| Your assignment |
Below are the entries. Transcribe exactly the lines from the one with "net power for" through the one with "match self.try_readings_from_device(device_id, period).await", ends included, and leave out all others.

Saved entries:
- - -
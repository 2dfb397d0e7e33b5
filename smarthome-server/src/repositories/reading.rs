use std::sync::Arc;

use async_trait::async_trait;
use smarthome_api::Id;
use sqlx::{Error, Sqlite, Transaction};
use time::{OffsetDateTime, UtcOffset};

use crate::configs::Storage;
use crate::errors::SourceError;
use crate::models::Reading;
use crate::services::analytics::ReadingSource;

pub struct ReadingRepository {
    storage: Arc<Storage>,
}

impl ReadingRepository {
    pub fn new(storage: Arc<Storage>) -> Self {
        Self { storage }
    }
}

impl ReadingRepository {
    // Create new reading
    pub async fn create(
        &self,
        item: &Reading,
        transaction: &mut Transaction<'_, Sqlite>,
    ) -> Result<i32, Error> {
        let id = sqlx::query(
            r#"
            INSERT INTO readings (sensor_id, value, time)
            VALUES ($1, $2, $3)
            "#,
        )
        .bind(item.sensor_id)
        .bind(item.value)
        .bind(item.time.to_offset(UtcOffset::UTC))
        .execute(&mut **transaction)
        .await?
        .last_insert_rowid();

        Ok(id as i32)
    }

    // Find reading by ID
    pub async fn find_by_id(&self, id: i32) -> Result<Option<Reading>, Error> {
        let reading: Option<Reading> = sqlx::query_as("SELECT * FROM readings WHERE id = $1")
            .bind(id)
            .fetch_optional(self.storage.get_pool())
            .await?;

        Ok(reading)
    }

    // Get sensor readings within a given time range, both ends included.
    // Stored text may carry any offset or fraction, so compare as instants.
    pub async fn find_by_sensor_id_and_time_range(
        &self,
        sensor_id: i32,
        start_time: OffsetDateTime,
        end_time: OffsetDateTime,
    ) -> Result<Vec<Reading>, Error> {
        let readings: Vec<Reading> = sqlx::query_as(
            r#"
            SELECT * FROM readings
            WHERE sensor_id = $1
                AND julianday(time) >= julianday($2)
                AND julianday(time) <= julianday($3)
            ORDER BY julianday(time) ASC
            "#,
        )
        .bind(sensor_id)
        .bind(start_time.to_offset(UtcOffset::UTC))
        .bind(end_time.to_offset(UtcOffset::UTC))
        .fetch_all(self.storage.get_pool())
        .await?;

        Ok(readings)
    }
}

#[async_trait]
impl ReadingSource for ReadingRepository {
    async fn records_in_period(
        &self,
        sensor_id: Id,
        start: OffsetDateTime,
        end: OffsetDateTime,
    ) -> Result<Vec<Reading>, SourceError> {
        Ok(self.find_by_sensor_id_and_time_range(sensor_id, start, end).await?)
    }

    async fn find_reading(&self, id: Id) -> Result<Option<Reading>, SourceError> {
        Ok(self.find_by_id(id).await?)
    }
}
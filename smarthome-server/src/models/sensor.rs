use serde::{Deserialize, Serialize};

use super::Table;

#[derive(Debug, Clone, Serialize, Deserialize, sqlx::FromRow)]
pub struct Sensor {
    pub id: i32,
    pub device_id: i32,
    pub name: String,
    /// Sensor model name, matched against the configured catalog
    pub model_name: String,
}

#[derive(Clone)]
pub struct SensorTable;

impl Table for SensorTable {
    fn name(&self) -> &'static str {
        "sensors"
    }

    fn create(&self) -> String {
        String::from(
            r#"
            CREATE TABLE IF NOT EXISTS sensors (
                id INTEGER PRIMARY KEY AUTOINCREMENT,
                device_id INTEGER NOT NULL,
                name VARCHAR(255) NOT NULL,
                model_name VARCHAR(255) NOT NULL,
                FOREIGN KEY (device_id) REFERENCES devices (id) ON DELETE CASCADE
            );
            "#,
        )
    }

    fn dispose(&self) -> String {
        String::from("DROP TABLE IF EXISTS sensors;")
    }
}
- - -
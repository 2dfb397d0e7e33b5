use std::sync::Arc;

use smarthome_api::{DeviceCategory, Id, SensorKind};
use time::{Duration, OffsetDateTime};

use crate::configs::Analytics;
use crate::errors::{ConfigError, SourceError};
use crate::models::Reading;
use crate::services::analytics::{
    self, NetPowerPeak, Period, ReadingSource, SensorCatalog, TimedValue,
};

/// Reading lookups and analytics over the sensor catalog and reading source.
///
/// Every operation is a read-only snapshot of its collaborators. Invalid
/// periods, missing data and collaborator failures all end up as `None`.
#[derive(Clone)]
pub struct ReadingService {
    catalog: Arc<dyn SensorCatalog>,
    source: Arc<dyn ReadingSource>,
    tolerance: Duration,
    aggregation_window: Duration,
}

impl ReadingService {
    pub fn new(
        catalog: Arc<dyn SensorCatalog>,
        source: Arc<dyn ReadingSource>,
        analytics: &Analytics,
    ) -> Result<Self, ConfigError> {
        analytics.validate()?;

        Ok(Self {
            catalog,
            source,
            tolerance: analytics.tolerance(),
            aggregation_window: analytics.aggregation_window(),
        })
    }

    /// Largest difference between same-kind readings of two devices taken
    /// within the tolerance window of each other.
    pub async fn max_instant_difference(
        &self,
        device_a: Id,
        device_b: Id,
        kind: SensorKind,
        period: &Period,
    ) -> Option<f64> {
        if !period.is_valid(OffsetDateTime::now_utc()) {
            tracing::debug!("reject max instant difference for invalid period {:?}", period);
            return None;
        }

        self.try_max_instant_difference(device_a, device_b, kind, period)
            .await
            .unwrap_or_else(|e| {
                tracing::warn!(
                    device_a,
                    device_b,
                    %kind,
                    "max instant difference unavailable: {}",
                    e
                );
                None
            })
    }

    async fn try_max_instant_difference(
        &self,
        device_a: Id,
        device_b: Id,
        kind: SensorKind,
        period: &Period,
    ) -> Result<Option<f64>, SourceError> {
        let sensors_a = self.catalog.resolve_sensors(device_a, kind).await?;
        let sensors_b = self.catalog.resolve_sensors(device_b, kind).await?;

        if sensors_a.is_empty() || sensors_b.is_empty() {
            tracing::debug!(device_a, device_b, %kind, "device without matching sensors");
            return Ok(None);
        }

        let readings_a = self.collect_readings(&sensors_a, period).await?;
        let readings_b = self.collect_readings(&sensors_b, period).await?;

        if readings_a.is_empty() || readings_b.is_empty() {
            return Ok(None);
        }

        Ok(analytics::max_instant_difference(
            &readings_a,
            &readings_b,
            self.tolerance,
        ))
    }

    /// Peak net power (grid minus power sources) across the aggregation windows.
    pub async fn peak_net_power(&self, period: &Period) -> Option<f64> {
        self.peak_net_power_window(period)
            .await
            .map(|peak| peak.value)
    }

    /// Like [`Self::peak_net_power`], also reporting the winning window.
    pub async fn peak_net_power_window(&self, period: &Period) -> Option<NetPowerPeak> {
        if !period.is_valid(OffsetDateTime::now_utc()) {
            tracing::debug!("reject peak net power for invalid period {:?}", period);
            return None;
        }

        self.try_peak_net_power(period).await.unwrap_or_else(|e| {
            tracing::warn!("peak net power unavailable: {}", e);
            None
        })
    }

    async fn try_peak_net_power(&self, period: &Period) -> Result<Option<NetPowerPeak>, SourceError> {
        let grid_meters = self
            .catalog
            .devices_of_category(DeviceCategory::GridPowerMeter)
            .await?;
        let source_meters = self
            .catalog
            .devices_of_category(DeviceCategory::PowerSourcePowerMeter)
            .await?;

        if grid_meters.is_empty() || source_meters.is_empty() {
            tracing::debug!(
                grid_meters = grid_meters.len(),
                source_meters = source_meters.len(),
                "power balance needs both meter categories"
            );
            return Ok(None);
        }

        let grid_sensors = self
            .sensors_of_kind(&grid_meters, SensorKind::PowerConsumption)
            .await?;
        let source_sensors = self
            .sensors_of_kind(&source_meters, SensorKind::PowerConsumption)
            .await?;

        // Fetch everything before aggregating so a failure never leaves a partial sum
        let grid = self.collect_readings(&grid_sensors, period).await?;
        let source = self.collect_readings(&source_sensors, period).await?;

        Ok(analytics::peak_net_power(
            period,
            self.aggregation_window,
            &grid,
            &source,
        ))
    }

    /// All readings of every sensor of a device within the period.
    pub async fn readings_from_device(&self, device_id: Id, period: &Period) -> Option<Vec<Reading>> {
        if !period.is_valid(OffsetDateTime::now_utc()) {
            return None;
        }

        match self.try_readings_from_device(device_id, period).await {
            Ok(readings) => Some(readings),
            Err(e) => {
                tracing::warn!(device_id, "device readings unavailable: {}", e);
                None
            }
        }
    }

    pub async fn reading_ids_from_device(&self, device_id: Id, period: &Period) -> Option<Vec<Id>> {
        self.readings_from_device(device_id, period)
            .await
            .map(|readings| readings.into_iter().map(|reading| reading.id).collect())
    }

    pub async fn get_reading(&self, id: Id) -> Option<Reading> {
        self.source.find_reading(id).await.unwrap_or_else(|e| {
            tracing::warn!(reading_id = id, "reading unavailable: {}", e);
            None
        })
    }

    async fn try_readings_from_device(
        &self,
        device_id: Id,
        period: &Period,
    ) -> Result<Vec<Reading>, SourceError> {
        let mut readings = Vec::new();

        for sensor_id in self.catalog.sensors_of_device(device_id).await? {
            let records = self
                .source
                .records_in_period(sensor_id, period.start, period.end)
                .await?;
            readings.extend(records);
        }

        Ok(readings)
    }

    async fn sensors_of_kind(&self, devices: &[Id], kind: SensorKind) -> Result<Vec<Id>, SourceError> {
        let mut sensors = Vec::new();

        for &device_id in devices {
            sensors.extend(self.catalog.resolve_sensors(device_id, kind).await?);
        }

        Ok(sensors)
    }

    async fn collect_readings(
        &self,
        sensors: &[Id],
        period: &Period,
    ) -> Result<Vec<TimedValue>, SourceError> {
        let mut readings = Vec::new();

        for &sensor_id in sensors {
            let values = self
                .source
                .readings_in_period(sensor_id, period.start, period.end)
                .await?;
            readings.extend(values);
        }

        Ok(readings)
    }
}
- - -
| Written answer |
            tracing::debug!("reject peak net power for invalid period {:?}", period);
            return None;
        }

        self.try_peak_net_power(period).await.unwrap_or_else(|e| {
            tracing::warn!("peak net power unavailable: {}", e);
            None
        })
    }

    async fn try_peak_net_power(&self, period: &Period) -> Result<Option<NetPowerPeak>, SourceError> {
        let grid_meters = self
            .catalog
            .devices_of_category(DeviceCategory::GridPowerMeter)
            .await?;
        let source_meters = self
            .catalog
            .devices_of_category(DeviceCategory::PowerSourcePowerMeter)
            .await?;

        if grid_meters.is_empty() || source_meters.is_empty() {
            tracing::debug!(
                grid_meters = grid_meters.len(),
                source_meters = source_meters.len(),
                "power balance needs both meter categories"
            );
            return Ok(None);
        }

        let grid_sensors = self
            .sensors_of_kind(&grid_meters, SensorKind::PowerConsumption)
            .await?;
        let source_sensors = self
            .sensors_of_kind(&source_meters, SensorKind::PowerConsumption)
            .await?;

        // Fetch everything before aggregating so a failure never leaves a partial sum
        let grid = self.collect_readings(&grid_sensors, period).await?;
        let source = self.collect_readings(&source_sensors, period).await?;

        Ok(analytics::peak_net_power(
            period,
            self.aggregation_window,
            &grid,
            &source,
        ))
    }

    /// All readings of every sensor of a device within the period.
    pub async fn readings_from_device(&self, device_id: Id, period: &Period) -> Option<Vec<Reading>> {
        if !period.is_valid(OffsetDateTime::now_utc()) {
            return None;
        }

        match self.try_readings_from_device(device_id, period).await {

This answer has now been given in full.